__What you have to do__: Among the records, which lines hold the word "order"? Pick them out.

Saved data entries
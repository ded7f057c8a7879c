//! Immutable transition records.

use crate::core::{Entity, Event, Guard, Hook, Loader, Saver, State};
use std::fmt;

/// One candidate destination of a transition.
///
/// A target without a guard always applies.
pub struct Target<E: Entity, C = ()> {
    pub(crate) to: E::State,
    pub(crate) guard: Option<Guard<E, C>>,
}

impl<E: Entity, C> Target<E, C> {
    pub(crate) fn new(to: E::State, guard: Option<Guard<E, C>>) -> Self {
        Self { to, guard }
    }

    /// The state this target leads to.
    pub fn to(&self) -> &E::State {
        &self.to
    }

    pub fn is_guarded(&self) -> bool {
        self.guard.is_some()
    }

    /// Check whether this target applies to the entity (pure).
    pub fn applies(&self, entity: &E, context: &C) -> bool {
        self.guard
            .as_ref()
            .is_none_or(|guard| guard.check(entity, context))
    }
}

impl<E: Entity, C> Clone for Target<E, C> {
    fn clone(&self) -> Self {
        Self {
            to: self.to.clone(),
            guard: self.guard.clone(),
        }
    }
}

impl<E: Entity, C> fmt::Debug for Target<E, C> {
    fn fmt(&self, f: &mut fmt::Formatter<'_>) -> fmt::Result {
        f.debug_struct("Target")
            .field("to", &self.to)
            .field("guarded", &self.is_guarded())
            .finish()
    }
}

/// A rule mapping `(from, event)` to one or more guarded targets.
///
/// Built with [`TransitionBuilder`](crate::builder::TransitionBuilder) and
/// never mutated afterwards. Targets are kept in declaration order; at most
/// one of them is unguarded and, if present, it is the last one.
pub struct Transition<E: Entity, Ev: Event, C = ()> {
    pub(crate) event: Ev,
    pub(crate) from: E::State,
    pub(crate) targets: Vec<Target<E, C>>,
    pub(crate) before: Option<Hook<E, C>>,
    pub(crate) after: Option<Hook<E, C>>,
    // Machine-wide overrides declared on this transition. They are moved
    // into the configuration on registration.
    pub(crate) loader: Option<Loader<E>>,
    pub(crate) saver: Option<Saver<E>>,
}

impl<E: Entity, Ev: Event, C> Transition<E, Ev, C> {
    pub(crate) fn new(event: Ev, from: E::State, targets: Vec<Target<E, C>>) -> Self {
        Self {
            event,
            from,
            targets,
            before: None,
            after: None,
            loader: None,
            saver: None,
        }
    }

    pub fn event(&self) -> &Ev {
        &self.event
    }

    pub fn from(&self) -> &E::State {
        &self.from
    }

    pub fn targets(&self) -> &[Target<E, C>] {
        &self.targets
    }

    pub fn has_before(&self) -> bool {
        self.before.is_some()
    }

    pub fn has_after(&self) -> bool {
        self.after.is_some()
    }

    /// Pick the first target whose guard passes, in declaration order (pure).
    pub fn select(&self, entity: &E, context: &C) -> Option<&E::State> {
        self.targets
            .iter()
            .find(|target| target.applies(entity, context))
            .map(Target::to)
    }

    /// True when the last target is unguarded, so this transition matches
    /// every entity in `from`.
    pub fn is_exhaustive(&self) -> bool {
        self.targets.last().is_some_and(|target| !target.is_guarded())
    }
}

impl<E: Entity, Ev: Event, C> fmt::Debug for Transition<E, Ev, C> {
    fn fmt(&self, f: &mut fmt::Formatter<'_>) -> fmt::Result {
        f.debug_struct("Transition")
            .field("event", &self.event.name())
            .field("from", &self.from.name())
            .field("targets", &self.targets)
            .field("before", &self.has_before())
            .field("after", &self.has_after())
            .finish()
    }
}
* * *
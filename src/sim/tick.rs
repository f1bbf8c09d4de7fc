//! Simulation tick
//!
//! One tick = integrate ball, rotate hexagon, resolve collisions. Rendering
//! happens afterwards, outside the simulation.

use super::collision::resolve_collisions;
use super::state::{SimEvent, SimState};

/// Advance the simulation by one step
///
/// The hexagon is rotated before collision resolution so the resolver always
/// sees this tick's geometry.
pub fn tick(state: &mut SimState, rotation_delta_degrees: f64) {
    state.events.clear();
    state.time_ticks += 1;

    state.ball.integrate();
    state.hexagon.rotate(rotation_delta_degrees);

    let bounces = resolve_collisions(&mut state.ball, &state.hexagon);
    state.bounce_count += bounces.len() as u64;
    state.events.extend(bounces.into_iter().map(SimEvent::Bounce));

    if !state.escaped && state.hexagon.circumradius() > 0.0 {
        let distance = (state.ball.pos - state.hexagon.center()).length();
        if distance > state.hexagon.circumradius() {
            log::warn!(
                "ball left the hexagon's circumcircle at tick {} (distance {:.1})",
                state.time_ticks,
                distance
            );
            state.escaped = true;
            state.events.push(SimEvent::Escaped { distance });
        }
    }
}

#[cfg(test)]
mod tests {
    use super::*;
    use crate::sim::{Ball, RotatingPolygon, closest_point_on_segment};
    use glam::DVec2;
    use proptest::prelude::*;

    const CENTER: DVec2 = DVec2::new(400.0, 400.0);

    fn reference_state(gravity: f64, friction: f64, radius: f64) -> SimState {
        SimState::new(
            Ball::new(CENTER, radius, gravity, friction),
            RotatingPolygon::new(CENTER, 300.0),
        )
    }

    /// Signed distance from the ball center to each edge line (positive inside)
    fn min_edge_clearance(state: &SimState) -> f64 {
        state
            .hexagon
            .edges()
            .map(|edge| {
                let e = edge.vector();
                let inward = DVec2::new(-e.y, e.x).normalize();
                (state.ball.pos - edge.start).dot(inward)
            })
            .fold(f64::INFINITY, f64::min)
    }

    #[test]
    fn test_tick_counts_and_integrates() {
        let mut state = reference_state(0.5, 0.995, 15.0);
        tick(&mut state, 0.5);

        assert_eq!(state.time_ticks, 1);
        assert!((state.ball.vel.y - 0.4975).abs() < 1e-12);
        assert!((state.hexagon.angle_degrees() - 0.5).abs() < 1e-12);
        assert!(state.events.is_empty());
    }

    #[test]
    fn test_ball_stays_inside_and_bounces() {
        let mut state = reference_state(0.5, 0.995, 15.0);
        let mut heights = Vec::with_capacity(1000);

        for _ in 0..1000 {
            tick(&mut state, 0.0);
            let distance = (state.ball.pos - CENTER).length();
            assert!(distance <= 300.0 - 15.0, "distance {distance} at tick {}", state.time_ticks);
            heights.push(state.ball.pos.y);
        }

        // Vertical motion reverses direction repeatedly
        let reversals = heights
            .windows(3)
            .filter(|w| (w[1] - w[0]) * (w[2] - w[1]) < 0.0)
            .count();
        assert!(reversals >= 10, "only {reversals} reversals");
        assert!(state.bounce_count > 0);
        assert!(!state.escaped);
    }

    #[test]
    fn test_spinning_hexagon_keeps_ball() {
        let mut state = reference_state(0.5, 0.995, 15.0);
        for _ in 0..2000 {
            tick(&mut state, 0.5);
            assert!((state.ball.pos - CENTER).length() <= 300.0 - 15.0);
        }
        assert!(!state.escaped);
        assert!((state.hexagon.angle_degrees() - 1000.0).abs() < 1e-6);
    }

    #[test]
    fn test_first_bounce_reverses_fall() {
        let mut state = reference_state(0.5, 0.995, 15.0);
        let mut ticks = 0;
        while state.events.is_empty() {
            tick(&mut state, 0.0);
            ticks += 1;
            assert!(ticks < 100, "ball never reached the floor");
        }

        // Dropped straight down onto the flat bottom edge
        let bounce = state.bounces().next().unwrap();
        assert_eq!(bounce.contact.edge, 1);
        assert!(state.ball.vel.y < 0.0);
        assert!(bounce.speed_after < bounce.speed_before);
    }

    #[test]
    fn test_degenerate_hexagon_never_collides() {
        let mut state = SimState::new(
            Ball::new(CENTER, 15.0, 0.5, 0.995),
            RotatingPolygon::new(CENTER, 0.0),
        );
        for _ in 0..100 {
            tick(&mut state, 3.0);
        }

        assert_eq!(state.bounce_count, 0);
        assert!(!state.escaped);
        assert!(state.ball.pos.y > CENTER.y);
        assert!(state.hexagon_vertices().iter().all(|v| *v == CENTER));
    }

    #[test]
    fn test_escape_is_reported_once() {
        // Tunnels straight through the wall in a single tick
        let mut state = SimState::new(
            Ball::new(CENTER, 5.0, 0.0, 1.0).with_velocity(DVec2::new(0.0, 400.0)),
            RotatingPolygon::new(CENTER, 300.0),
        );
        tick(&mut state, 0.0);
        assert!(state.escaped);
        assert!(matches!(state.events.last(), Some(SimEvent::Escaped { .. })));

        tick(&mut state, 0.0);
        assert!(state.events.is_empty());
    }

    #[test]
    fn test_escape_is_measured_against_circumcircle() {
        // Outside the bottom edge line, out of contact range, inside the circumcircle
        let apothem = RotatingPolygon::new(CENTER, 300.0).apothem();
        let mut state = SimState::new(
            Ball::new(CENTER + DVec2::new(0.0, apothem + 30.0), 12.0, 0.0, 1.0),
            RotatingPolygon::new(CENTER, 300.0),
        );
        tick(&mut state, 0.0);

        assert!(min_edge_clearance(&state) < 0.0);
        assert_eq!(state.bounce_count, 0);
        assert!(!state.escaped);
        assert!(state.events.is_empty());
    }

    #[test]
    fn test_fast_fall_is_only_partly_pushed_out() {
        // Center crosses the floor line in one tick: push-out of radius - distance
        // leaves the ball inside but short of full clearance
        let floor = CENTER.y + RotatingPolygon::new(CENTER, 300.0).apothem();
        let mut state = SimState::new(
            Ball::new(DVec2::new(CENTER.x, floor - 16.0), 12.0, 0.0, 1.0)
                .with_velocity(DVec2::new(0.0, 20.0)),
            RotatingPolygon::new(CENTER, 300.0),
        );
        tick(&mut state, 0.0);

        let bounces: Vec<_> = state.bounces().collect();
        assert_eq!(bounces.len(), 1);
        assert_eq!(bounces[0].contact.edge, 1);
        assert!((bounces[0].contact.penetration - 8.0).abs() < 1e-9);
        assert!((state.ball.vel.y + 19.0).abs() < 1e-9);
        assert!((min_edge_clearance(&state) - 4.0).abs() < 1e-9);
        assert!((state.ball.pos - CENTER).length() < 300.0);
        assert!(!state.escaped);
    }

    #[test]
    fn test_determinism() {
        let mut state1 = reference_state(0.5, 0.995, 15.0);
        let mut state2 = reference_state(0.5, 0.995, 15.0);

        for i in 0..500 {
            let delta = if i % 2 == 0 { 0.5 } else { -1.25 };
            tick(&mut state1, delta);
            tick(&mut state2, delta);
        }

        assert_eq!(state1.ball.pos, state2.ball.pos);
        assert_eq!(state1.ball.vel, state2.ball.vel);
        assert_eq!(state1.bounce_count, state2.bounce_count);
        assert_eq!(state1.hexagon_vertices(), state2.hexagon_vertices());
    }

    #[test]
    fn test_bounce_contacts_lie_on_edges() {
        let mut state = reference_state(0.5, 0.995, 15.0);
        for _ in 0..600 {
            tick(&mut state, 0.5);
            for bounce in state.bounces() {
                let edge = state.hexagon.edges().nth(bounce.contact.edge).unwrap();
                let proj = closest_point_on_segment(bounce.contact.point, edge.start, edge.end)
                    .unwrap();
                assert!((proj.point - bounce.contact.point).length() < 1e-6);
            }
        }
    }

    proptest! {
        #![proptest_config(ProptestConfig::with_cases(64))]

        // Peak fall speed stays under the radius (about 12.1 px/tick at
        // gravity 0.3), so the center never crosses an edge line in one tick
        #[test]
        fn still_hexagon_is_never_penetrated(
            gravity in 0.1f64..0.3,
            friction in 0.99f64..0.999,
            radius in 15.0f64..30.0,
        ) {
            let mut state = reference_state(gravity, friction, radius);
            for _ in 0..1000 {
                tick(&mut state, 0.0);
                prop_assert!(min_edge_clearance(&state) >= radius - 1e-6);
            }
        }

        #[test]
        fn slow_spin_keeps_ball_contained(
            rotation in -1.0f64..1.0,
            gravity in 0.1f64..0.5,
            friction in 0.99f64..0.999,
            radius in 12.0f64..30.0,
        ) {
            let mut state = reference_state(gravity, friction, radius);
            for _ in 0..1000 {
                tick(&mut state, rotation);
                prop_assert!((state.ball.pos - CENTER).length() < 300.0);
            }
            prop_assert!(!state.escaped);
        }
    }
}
* * *
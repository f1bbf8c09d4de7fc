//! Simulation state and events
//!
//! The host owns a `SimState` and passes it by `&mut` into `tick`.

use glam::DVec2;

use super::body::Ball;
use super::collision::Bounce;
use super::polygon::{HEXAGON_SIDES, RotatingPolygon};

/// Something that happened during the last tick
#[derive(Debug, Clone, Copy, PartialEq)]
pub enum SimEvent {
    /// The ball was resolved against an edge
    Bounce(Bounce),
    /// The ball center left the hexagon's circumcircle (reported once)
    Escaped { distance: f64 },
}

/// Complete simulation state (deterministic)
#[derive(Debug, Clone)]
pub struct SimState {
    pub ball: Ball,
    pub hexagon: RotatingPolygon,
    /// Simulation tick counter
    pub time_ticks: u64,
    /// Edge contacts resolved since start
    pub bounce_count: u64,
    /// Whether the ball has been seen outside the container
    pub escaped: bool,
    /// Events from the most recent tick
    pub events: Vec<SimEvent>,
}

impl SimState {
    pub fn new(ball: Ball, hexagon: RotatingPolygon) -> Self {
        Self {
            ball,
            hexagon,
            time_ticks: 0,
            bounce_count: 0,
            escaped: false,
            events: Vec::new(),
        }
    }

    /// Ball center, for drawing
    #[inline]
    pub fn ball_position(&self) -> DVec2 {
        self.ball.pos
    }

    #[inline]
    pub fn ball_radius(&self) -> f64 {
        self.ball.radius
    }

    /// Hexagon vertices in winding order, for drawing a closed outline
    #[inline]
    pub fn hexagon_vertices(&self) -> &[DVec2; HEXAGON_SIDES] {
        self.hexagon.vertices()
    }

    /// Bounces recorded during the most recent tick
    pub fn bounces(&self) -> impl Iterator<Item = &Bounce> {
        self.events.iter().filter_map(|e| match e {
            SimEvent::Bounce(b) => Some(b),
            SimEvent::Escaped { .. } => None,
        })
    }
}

__Answer to this problem__:
/// never mutated afterwards. Targets are kept in declaration order; at most
    /// Pick the first target whose guard passes, in declaration order (pure).
    /// Hexagon vertices in winding order, for drawing a closed outline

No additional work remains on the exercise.